Whether it’s candy canes, chocolate treats or gingerbread houses, Christmastime and sugar are practically inseparable. Heck, even Santa Claus gets in on the sugary action with cookies and milk on Christmas Eve. At holiday parties and family meals, it seems like everyone brings their own personal favorite sweet recipe to share, so it can seem like there’s sugar at just about every turn this time of year. If you happen to have diabetes or are just watching your sugar intake to help with weight loss, this can, of course, be a challenge.
“Holiday meals and holiday parties actually can be a time of stress for many of my patients,” said Blount Memorial registered dietitian Angie Tillman. “I think food is meant to be enjoyable and those special holiday treats should be savored, so I encourage my patients to enjoy themselves at the holidays, but to also be mindful of their fullness cues and focus on the togetherness more than the food and overeating. And, while I believe holiday parties and events can certainly be opportunities for overindulging, what many of us don’t realize is that what we do daily usually has a much bigger impact on our overall health than a few overindulgent holiday meals,” she explained.

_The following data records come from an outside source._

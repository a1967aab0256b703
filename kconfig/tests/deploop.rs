use kconfig::{Error, Kconfig};

#[test]
#[ntest::timeout(10000)]
fn test_three_symbol_loop_is_reported() {
    let text = "\
config A
\tbool \"a\"
\tdepends on B
config B
\tbool \"b\"
\tdepends on C
config C
\tbool \"c\"
\tdepends on A
";
    let err = Kconfig::from_text(text, "Kconfig").err().unwrap();
    let Error::DependencyLoop(report) = &err else {
        panic!("expected a dependency loop, got {err}");
    };
    let expected = "
Dependency loop
===============

A (defined at Kconfig:1), with definition...

config A
\tbool \"a\"
\tdepends on B

...depends on B (defined at Kconfig:4), with definition...

config B
\tbool \"b\"
\tdepends on C

...depends on C (defined at Kconfig:7), with definition...

config C
\tbool \"c\"
\tdepends on A

...depends again on A (defined at Kconfig:1)";
    assert_eq!(report, expected);
}

#[test]
#[ntest::timeout(10000)]
fn test_select_loop_is_reported() {
    let text = "config A\n\tbool \"a\"\n\tselect B\nconfig B\n\tbool \"b\"\n\tdepends on A\n\
                config C\n\tbool \"c\"\n\tselect A\n\tdepends on B\n";
    let err = Kconfig::from_text(text, "Kconfig").err().unwrap();
    assert!(matches!(err, Error::DependencyLoop(_)), "{err}");
}

#[test]
#[ntest::timeout(10000)]
fn test_long_chain_is_not_a_loop() {
    let _ = env_logger::builder().is_test(true).try_init();
    let mut text = String::from("config S0\n\tbool \"s0\"\n\tdefault y\n");
    for i in 1..64 {
        text.push_str(&format!(
            "config S{i}\n\tbool \"s{i}\"\n\tdefault y\n\tdepends on S{}\n",
            i - 1
        ));
    }
    let mut kconf = Kconfig::from_text(&text, "Kconfig").unwrap();
    let last = kconf.lookup("S63").unwrap();
    assert_eq!(kconf.str_value(last), "y");

    let first = kconf.lookup("S0").unwrap();
    kconf.set_value(first, "n");
    assert_eq!(kconf.str_value(last), "n");
}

“For instance, the average American consumes far more than the recommended six teaspoons of sugar each day for women and nine teaspoons of sugar each day for men,” Tillman continued. “We know that diets high in sugar increase our risk of diabetes, heart disease and obesity. And, practically speaking, high-sugar diets raise blood sugar and insulin levels and increase our appetites, causing an increased desire for more high sugar foods,” she said. “So, as the holiday season goes full-force this week, it’s important to consider some low-sugar replacements for not just your Christmas treats, but also your day-in, day-out meals,” she added.

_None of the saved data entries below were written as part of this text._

//! Runs the interactive editor on the real terminal.

use anyhow::Context;
use colored::Colorize;
use kconfig::ui::MenuConfig;
use log::LevelFilter;

use crate::{ctx::AppContext, term::CrosstermTerminal};

pub struct MenuConfigHandler;

impl MenuConfigHandler {
    /// Loads the configuration, runs the editor until the user quits and
    /// reports the warnings collected on the way.
    pub fn handle_menuconfig(ctx: &AppContext) -> anyhow::Result<()> {
        let kconf = ctx.load_kconfig_with_config()?;
        // Warnings from loading were logged already
        kconf.clear_warnings();

        let mut editor = MenuConfig::new(kconf, ctx.config.clone());
        if let Some(header) = ctx.config_header() {
            editor = editor.with_header(header);
        }

        // Log output would land on top of the editor. Warnings are still
        // collected on the Kconfig object.
        let level = log::max_level();
        log::set_max_level(LevelFilter::Off);
        let result = Self::run_editor(&mut editor);
        log::set_max_level(level);
        result?;

        if editor.needs_save() {
            println!("{}", "Configuration was not saved".yellow());
        }
        for warning in editor.kconf().warnings() {
            eprintln!("{}", warning.yellow());
        }
        Ok(())
    }

    fn run_editor(editor: &mut MenuConfig) -> anyhow::Result<()> {
        let mut term = CrosstermTerminal::enter().context("Failed to set up the terminal")?;
        editor.run(&mut term).context("Terminal I/O failed")
    }
}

Tillman says breakfast is as good a place as any to start. “Breakfast is a meal where sugar can accumulate quickly without you knowing it,” Tillman said. “For instance, the average blueberry muffin contains 33 grams of sugar and a mocha Frappuccino can contain up to 61 grams of sugar, which comes out to about 23 teaspoons of sugar just in that tiny breakfast. Instead of those items, consider coffee with cream, which contains about one gram of sugar, paired with bacon and gruyere egg bites, for a total of less than one teaspoon of sugar,” she said.
“Snacks, too, are perilous when it comes to sugar,” Tillman continued. “Instead of a 20-ounce soda and a candy bar, which when combined can contain as much as 24 teaspoons of sugar, swap in an unsweetened green tea, some almonds and sugar-free dark chocolate chips, which altogether equal less than a half-teaspoon of sugar,” she explained.
And what about those happy hour excursions with friends? Tillman says there’s a low-sugar swap for that, too. “If you’re having a margarita and chips at happy hour, you’re getting around 24 teaspoons of sugar, almost exclusively from the margarita,” Tillman said. “Swap that for a glass of red wine and some cheese ‘Whisp’ crackers and you can get your happy hour sugar intake down to about a quarter of a teaspoon of sugar,” she said.
“Again, the goal is to enjoy the holidays with friends and family as much as possible without overdoing it on sugar,” Tillman said. “It’s also important, however, to remember to look for ways to keep our day-to-day sugar intake under control, as well.”